Most rural women in Bangladesh actively contribute to the household activities. However, a great deal of women's activities does not generate direct income. Women's participation in income is usually a function of their poverty7. Income may enhance a woman's position in the family and may increase her autonomy in decision making. Once she earns status and autonomy in family decisions, she will have control over her desired fertility8. There is a need for women's participation in income generating activities in Bangladesh to meet basic needs and improve quality of life in terms of education, health and social improvement beyond simple survival9. Contraceptive use rates among income generating women were 56.1% compared to 40.1% among the non-participant10.
Women's working hours in economic activities were found to be low due to their substantial involvement in non-economic household work. A study in Bangladesh showed 37% of women did not participate at all in economic activities, 38% worked only for up to 2 hours a day and only 6% of women worked for more than 6 hours a day in economic activities, which may be considered as full-time employment10. Women's involvement in livestock rearing and homestead gardening and cottage industries is significantly higher than that of men. Those residing in dispersed rural areas are less likely to find employment other than agricultural wage labor11.
Women's empowerment has been defined as 'the capacity of the women to be economically self sufficient and self reliant with control over decisions affecting their life options and freedom from violence'12. Women's empowerment in Bangladesh is strongly associated with women's working status and financial services13-15. In recent years the rapid influx of women in income generating activities in Bangladesh has become a key factor in the growing independence of women economically, socially and legally and in improving women's empowerment. However, to the best of the authors' knowledge there are no studies showing the relationship between income generating activities of women and reproductive health behavior in Bangladesh. The objective of the study was to find out the association between income generating activities of women and their reproductive health behavior in Bangladesh.

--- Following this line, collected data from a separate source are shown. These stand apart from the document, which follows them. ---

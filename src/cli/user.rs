//! Interactive human participant.

use anyhow::{Context, Result};
use rustyline::DefaultEditor;
use std::sync::Arc;
use tokio::sync::mpsc;
use tracing::{debug, warn};

use super::{connect_bus, shutdown_on_ctrl_c};
use crate::bus::{Bus, BusMessage, Qos};
use crate::config::Config;
use crate::session::{Action, Message, Role, SystemEvent};
use crate::topic::{
    decode_payload, decode_system_event, encode_payload, encode_system_event, is_system_topic,
    system_filter, system_topic, RoutingTuple, TopicTemplate, STATUS_INFO,
};

const HELP: &str = "\
Type a message and press enter to send it.
  /abort [agent]  stop the current reply (of one agent, or all)
  /kill <agent>   stop an agent
  help            show this help
  exit            leave the chat";

#[derive(Debug, PartialEq, Eq)]
enum Input {
    Say(String),
    Abort(Option<String>),
    Kill(String),
    Help,
    Exit,
    Empty,
}

fn parse_input(line: &str) -> Input {
    let line = line.trim();
    let mut words = line.split_whitespace();
    match words.next() {
        None => Input::Empty,
        Some("exit") if words.next().is_none() => Input::Exit,
        Some("help") if words.next().is_none() => Input::Help,
        Some("/abort") => Input::Abort(words.next().map(str::to_string)),
        Some("/kill") => match words.next() {
            Some(agent) => Input::Kill(agent.to_string()),
            None => Input::Help,
        },
        Some(_) => Input::Say(line.to_string()),
    }
}

struct Participant {
    speaker_id: String,
    namespace: String,
    channel: String,
    template: TopicTemplate,
    bus: Arc<dyn Bus>,
}

impl Participant {
    fn tuple(&self) -> RoutingTuple {
        RoutingTuple::new(&self.namespace, &self.channel, &self.speaker_id)
    }

    async fn say(&self, text: &str) -> Result<()> {
        let message = Message::user(&self.speaker_id, text);
        let topic = self.template.encode(&self.tuple().with_role(Role::User.as_str()));
        self.bus
            .publish(&topic, encode_payload(&message)?, Qos::AtMostOnce)
            .await?;
        Ok(())
    }

    async fn command(&self, status: &str, target: Option<&str>) -> Result<()> {
        let tuple = self
            .tuple()
            .with_status(status)
            .with_context_id(target.unwrap_or(""));
        self.bus
            .publish(&self.template.encode(&tuple), Vec::new(), Qos::AtLeastOnce)
            .await?;
        Ok(())
    }

    async fn announce(&self, action: Action) -> Result<()> {
        let event = SystemEvent::new(&self.speaker_id, action, Role::User, &self.channel);
        self.bus
            .publish(
                &system_topic(&self.namespace, STATUS_INFO),
                encode_system_event(&event)?,
                Qos::ExactlyOnce,
            )
            .await?;
        Ok(())
    }

    fn render(&self, message: &BusMessage) -> Option<String> {
        if is_system_topic(&message.topic) {
            let event = decode_system_event(&message.payload).ok()?;
            if event.speaker_id == self.speaker_id {
                return None;
            }
            return Some(format!("[{}]", event.content.unwrap_or_default()));
        }
        let tuple = self.template.decode(&message.topic);
        if tuple.speaker_id == self.speaker_id || tuple.role == Role::Tool.as_str() {
            return None;
        }
        match decode_payload(&message.payload) {
            Ok(turn) if turn.speaker_id != self.speaker_id => {
                Some(format!("{}: {}", tuple.speaker_id, turn.content))
            }
            Ok(_) => None,
            Err(e) => {
                debug!(topic = %message.topic, error = %e, "Unreadable message");
                None
            }
        }
    }
}

pub(super) async fn run(config: Config) -> Result<()> {
    let (bus, mut inbound) = connect_bus(&config.bus)?;
    let participant = Arc::new(Participant {
        speaker_id: config.agent.user_id.clone(),
        namespace: config.bus.namespace.clone(),
        channel: config.bus.channel.clone(),
        template: config.topic_template()?,
        bus: Arc::clone(&bus),
    });

    bus.subscribe(
        &participant
            .template
            .channel_filter(&participant.namespace, &participant.channel),
        Qos::AtMostOnce,
    )
    .await?;
    bus.subscribe(&system_filter(&participant.namespace), Qos::ExactlyOnce)
        .await?;
    participant.announce(Action::Join).await.context("failed to join")?;

    let printer = Arc::clone(&participant);
    tokio::spawn(async move {
        while let Some(message) = inbound.recv().await {
            if let Some(line) = printer.render(&message) {
                println!("{}", line);
            }
        }
    });

    let (lines_tx, mut lines) = mpsc::unbounded_channel();
    let prompt = format!("{} > ", participant.speaker_id);
    tokio::task::spawn_blocking(move || {
        let mut editor = match DefaultEditor::new() {
            Ok(editor) => editor,
            Err(e) => {
                warn!(error = %e, "Cannot open line editor");
                return;
            }
        };
        while let Ok(line) = editor.readline(&prompt) {
            let _ = editor.add_history_entry(line.as_str());
            if lines_tx.send(line).is_err() {
                break;
            }
        }
    });

    println!("{}", HELP);
    let shutdown = shutdown_on_ctrl_c();
    loop {
        let line = tokio::select! {
            _ = shutdown.cancelled() => break,
            line = lines.recv() => match line {
                Some(line) => line,
                None => break,
            },
        };
        let sent = match parse_input(&line) {
            Input::Exit => break,
            Input::Empty => Ok(()),
            Input::Help => {
                println!("{}", HELP);
                Ok(())
            }
            Input::Say(text) => participant.say(&text).await,
            Input::Abort(target) => participant.command("ABORT", target.as_deref()).await,
            Input::Kill(target) => participant.command("KILL", Some(target.as_str())).await,
        };
        if let Err(e) = sent {
            eprintln!("not sent: {}", e);
        }
    }

    participant.announce(Action::Leave).await?;
    bus.disconnect().await?;
    println!("Bye!");
    Ok(())
}

#[cfg(test)]
mod tests {
    use super::*;
    use crate::bus::MemoryBroker;
    use crate::config::DEFAULT_TOPIC_TEMPLATE;

    #[test]
    fn test_parse_input() {
        assert_eq!(parse_input("  "), Input::Empty);
        assert_eq!(parse_input("exit"), Input::Exit);
        assert_eq!(parse_input("exit now please"), Input::Say("exit now please".into()));
        assert_eq!(parse_input("/abort"), Input::Abort(None));
        assert_eq!(parse_input("/abort blue"), Input::Abort(Some("blue".into())));
        assert_eq!(parse_input("/kill"), Input::Help);
        assert_eq!(parse_input("/kill blue"), Input::Kill("blue".into()));
        assert_eq!(parse_input(" hello there "), Input::Say("hello there".into()));
    }

    fn participant(bus: Arc<dyn Bus>) -> Participant {
        Participant {
            speaker_id: "user".into(),
            namespace: "a2a".into(),
            channel: "default".into(),
            template: TopicTemplate::parse(DEFAULT_TOPIC_TEMPLATE).unwrap(),
            bus,
        }
    }

    #[tokio::test]
    async fn test_say_and_command_topics() {
        let broker = MemoryBroker::new();
        let (listener, mut rx) = broker.connect("listener");
        listener.subscribe("a2a/#", Qos::AtMostOnce).await.unwrap();
        let (bus, _user_rx) = broker.connect("user");
        let participant = participant(Arc::new(bus));

        participant.say("hi all").await.unwrap();
        let said = rx.recv().await.unwrap();
        assert_eq!(said.topic, "a2a/default/user/INFO/user//");
        assert_eq!(decode_payload(&said.payload).unwrap().content, "hi all");

        participant.command("ABORT", Some("blue")).await.unwrap();
        assert_eq!(rx.recv().await.unwrap().topic, "a2a/default/user/ABORT///blue");
    }

    #[test]
    fn test_render_skips_own_messages() {
        let broker = MemoryBroker::new();
        let (bus, _user_rx) = broker.connect("user");
        let participant = participant(Arc::new(bus));

        let reply = Message::assistant("blue", "hello");
        let from_agent = BusMessage::new(
            "a2a/default/blue/INFO/assistant//x",
            encode_payload(&reply).unwrap(),
        );
        assert_eq!(participant.render(&from_agent).as_deref(), Some("blue: hello"));

        let own = Message::user("user", "me");
        let echo = BusMessage::new("a2a/default/user/INFO/user//", encode_payload(&own).unwrap());
        assert!(participant.render(&echo).is_none());

        let join = SystemEvent::new("blue", Action::Join, Role::Assistant, "default");
        let system = BusMessage::new("a2a/system/INFO", encode_system_event(&join).unwrap());
        assert_eq!(
            participant.render(&system).as_deref(),
            Some("[\"blue\" joined the chat.]")
        );
    }
}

The results of the study will help to understand the reasons for involvement in income generating activities of rural women, relationship between work and empowerment, relationship between work, empowerment and fertility and to develop policies for the integrated development of Bangladesh.
Study design and populations
A cross-sectional study was carried out among 200 married rural women from June to December 2010 in Cox's Bazar district of Bangladesh using a multistage sampling technique (Fig1). At the first stage, one district was selected randomly out of the 64 districts in Bangladesh (Cox's Bazar district). At the second stage, one sub-district (Sadar) was selected out of the seven sub-districts and at the third stage one village (Kalampur) was selected randomly out of 163 villages. Cox's Bazar consists of 7 upazilas, 3 municipalities, 27 wards, 58 mahallas, 67 union parishads, 199 mouzas and 975 villages. Cox's Bazar Sadar had a population of 253 788, of whom 117 509 were aged ≥18 years. Males constituted 53.9% of the population, and females 46.1%. Cox's Bazar Sadar had an average literacy rate of 28.3% (≥7 years), against the national average of 32.4%. A total of 220 married women aged ≥16 years were approached for the interview in the selected villages with a 90.9% response rate. Participants were selected by convenience sampling from the village.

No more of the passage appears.